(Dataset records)
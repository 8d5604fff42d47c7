//! The session context a response is decoded in, and its builder.

use std::fmt;
use std::sync::{Arc, Mutex};

use chrono::{DateTime, FixedOffset, Local, NaiveDate};

use crate::credentials::Credentials;
use crate::dates::{self, TimeZoneResolver};
use crate::error::Result;

/// The session context that response decoding runs against.
///
/// An `ExchangeService` carries the settings that change how a response is interpreted: the
/// time zones that date-time values are expressed in, and whether the server may substitute a
/// more specific type for the one that was asked for. Build one with
/// [`ExchangeServiceBuilder`]:
///
/// ```
/// # use ews_reader::ExchangeServiceBuilder;
/// let service = ExchangeServiceBuilder::new()
///     .time_zone(chrono::Utc)
///     .read_compatible_service_object(true)
///     .build();
/// assert!(service.read_compatible_service_object());
/// ```
pub struct ExchangeService {
    time_zone: Arc<dyn TimeZoneResolver>,
    local_time_zone: Arc<dyn TimeZoneResolver>,
    read_compatible_service_object: bool,
    credentials: Option<Mutex<Box<dyn Credentials>>>,
}

impl ExchangeService {
    /// A service with default settings: both time zones are the system's local time zone and
    /// type substitution is not allowed.
    pub fn new() -> Self {
        ExchangeServiceBuilder::new().build()
    }

    /// The time zone of the mailbox the service talks to.
    pub fn time_zone(&self) -> &dyn TimeZoneResolver {
        &*self.time_zone
    }

    /// The time zone that instants are presented in.
    pub fn local_time_zone(&self) -> &dyn TimeZoneResolver {
        &*self.local_time_zone
    }

    /// Whether a collection may contain meeting messages of a more specific type than the one
    /// requested.
    pub fn read_compatible_service_object(&self) -> bool {
        self.read_compatible_service_object
    }

    /// Run the session's credentials, if any, over an outbound request.
    pub fn prepare_web_request(&self, request: &mut dyn crate::WebRequest) -> Result<()> {
        if let Some(credentials) = &self.credentials {
            let mut credentials = credentials.lock().unwrap_or_else(|e| e.into_inner());
            credentials.prepare_web_request(request)?;
        }
        Ok(())
    }

    /// See [`dates::as_local_instant`]; instants are expressed in the local time zone.
    pub fn as_local_instant(&self, text: &str) -> Result<Option<DateTime<FixedOffset>>> {
        dates::as_local_instant(text, self.local_time_zone())
    }

    /// See [`dates::as_unbiased_calendar_date`].
    pub fn as_unbiased_calendar_date(&self, text: &str) -> Result<Option<NaiveDate>> {
        dates::as_unbiased_calendar_date(text)
    }

    /// See [`dates::as_unbiased_instant_in_zone`]; the wall clock is the mailbox's.
    pub fn as_unbiased_instant_scoped_to_service_zone(
        &self,
        text: &str,
    ) -> Result<DateTime<FixedOffset>> {
        dates::as_unbiased_instant_in_zone(text, self.time_zone())
    }
}

impl Default for ExchangeService {
    fn default() -> Self {
        ExchangeService::new()
    }
}

impl fmt::Debug for ExchangeService {
    fn fmt(&self, f: &mut fmt::Formatter<'_>) -> fmt::Result {
        f.debug_struct("ExchangeService")
            .field("time_zone", &self.time_zone)
            .field("local_time_zone", &self.local_time_zone)
            .field(
                "read_compatible_service_object",
                &self.read_compatible_service_object,
            )
            .field("credentials", &self.credentials.is_some())
            .finish()
    }
}

/// A convenience builder for [`ExchangeService`] structs.
///
/// ```
/// # use ews_reader::{ExchangeServiceBuilder, OAuthCredentials};
/// # fn main() -> Result<(), ews_reader::Error> {
/// let offset = chrono::FixedOffset::east_opt(3600).unwrap();
/// let service = ExchangeServiceBuilder::new()
///     .time_zone(offset)
///     .local_time_zone(chrono::Utc)
///     .credentials(OAuthCredentials::new("token")?)
///     .build();
/// # Ok(())
/// # }
/// ```
#[derive(Default)]
pub struct ExchangeServiceBuilder {
    time_zone: Option<Arc<dyn TimeZoneResolver>>,
    local_time_zone: Option<Arc<dyn TimeZoneResolver>>,
    read_compatible_service_object: bool,
    credentials: Option<Box<dyn Credentials>>,
}

impl ExchangeServiceBuilder {
    /// Make a new `ExchangeServiceBuilder` with default settings.
    pub fn new() -> Self {
        ExchangeServiceBuilder::default()
    }

    /// Time zone of the mailbox. Defaults to the system's local time zone.
    pub fn time_zone<Tz: TimeZoneResolver + 'static>(mut self, time_zone: Tz) -> Self {
        self.time_zone = Some(Arc::new(time_zone));
        self
    }

    /// Time zone that instants are presented in. Defaults to the system's local time zone.
    pub fn local_time_zone<Tz: TimeZoneResolver + 'static>(mut self, time_zone: Tz) -> Self {
        self.local_time_zone = Some(Arc::new(time_zone));
        self
    }

    /// Allow the server to report a meeting message under a more specific type than the one
    /// requested. Off by default.
    pub fn read_compatible_service_object(mut self, allow: bool) -> Self {
        self.read_compatible_service_object = allow;
        self
    }

    /// Credentials used to prepare outbound requests.
    pub fn credentials<C: Credentials + 'static>(mut self, credentials: C) -> Self {
        self.credentials = Some(Box::new(credentials));
        self
    }

    /// Return the configured [`ExchangeService`].
    pub fn build(self) -> ExchangeService {
        ExchangeService {
            time_zone: self.time_zone.unwrap_or_else(|| Arc::new(Local)),
            local_time_zone: self.local_time_zone.unwrap_or_else(|| Arc::new(Local)),
            read_compatible_service_object: self.read_compatible_service_object,
            credentials: self.credentials.map(Mutex::new),
        }
    }
}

## [What is needed]
Your task is to retype all the records above with nothing left out.

## [Exercise solution]
repository 8d5604fff42d47c7
//! The session context a response is decoded in, and its builder.

use std::fmt;
use std::sync::{Arc, Mutex};

use chrono::{DateTime, FixedOffset, Local, NaiveDate};

use crate::credentials::Credentials;
use crate::dates::{self, TimeZoneResolver};
use crate::error::Result;

/// The session context that response decoding runs against.
///
/// An `ExchangeService` carries the settings that change how a response is interpreted: the
/// time zones that date-time values are expressed in, and whether the server may substitute a
/// more specific type for the one that was asked for. Build one with
/// [`ExchangeServiceBuilder`]:
///
/// ```
/// # use ews_reader::ExchangeServiceBuilder;
/// let service = ExchangeServiceBuilder::new()
///     .time_zone(chrono::Utc)
///     .read_compatible_service_object(true)
///     .build();
/// assert!(service.read_compatible_service_object());
/// ```
pub struct ExchangeService {
    time_zone: Arc<dyn TimeZoneResolver>,
    local_time_zone: Arc<dyn TimeZoneResolver>,
    read_compatible_service_object: bool,
    credentials: Option<Mutex<Box<dyn Credentials>>>,
}

impl ExchangeService {
    /// A service with default settings: both time zones are the system's local time zone and
    /// type substitution is not allowed.
    pub fn new() -> Self {
        ExchangeServiceBuilder::new().build()
    }

    /// The time zone of the mailbox the service talks to.
    pub fn time_zone(&self) -> &dyn TimeZoneResolver {
        &*self.time_zone
    }

    /// The time zone that instants are presented in.
    pub fn local_time_zone(&self) -> &dyn TimeZoneResolver {
        &*self.local_time_zone
    }

    /// Whether a collection may contain meeting messages of a more specific type than the one
    /// requested.
    pub fn read_compatible_service_object(&self) -> bool {
        self.read_compatible_service_object
    }

    /// Run the session's credentials, if any, over an outbound request.
    pub fn prepare_web_request(&self, request: &mut dyn crate::WebRequest) -> Result<()> {
        if let Some(credentials) = &self.credentials {
            let mut credentials = credentials.lock().unwrap_or_else(|e| e.into_inner());
            credentials.prepare_web_request(request)?;
        }
        Ok(())
    }

    /// See [`dates::as_local_instant`]; instants are expressed in the local time zone.
    pub fn as_local_instant(&self, text: &str) -> Result<Option<DateTime<FixedOffset>>> {
        dates::as_local_instant(text, self.local_time_zone())
    }

    /// See [`dates::as_unbiased_calendar_date`].
    pub fn as_unbiased_calendar_date(&self, text: &str) -> Result<Option<NaiveDate>> {
        dates::as_unbiased_calendar_date(text)
    }

    /// See [`dates::as_unbiased_instant_in_zone`]; the wall clock is the mailbox's.
    pub fn as_unbiased_instant_scoped_to_service_zone(
        &self,
        text: &str,
    ) -> Result<DateTime<FixedOffset>> {
        dates::as_unbiased_instant_in_zone(text, self.time_zone())
    }
}

impl Default for ExchangeService {
    fn default() -> Self {
        ExchangeService::new()
    }
}

impl fmt::Debug for ExchangeService {
    fn fmt(&self, f: &mut fmt::Formatter<'_>) -> fmt::Result {
        f.debug_struct("ExchangeService")
            .field("time_zone", &self.time_zone)
            .field("local_time_zone", &self.local_time_zone)
            .field(
                "read_compatible_service_object",
                &self.read_compatible_service_object,
            )
            .field("credentials", &self.credentials.is_some())
            .finish()
    }
}

/// A convenience builder for [`ExchangeService`] structs.
///
/// ```
/// # use ews_reader::{ExchangeServiceBuilder, OAuthCredentials};
/// # fn main() -> Result<(), ews_reader::Error> {
/// let offset = chrono::FixedOffset::east_opt(3600).unwrap();
/// let service = ExchangeServiceBuilder::new()
///     .time_zone(offset)
///     .local_time_zone(chrono::Utc)
///     .credentials(OAuthCredentials::new("token")?)
///     .build();
/// # Ok(())
/// # }
/// ```
#[derive(Default)]
pub struct ExchangeServiceBuilder {
    time_zone: Option<Arc<dyn TimeZoneResolver>>,
    local_time_zone: Option<Arc<dyn TimeZoneResolver>>,
    read_compatible_service_object: bool,
    credentials: Option<Box<dyn Credentials>>,
}

impl ExchangeServiceBuilder {
    /// Make a new `ExchangeServiceBuilder` with default settings.
    pub fn new() -> Self {
        ExchangeServiceBuilder::default()
    }

    /// Time zone of the mailbox. Defaults to the system's local time zone.
    pub fn time_zone<Tz: TimeZoneResolver + 'static>(mut self, time_zone: Tz) -> Self {
        self.time_zone = Some(Arc::new(time_zone));
        self
    }

    /// Time zone that instants are presented in. Defaults to the system's local time zone.
    pub fn local_time_zone<Tz: TimeZoneResolver + 'static>(mut self, time_zone: Tz) -> Self {
        self.local_time_zone = Some(Arc::new(time_zone));
        self
    }

    /// Allow the server to report a meeting message under a more specific type than the one
    /// requested. Off by default.
    pub fn read_compatible_service_object(mut self, allow: bool) -> Self {
        self.read_compatible_service_object = allow;
        self
    }

    /// Credentials used to prepare outbound requests.
    pub fn credentials<C: Credentials + 'static>(mut self, credentials: C) -> Self {
        self.credentials = Some(Box::new(credentials));
        self
    }

    /// Return the configured [`ExchangeService`].
    pub fn build(self) -> ExchangeService {
        ExchangeService {
            time_zone: self.time_zone.unwrap_or_else(|| Arc::new(Local)),
            local_time_zone: self.local_time_zone.unwrap_or_else(|| Arc::new(Local)),
            read_compatible_service_object: self.read_compatible_service_object,
            credentials: self.credentials.map(Mutex::new),
        }
    }
}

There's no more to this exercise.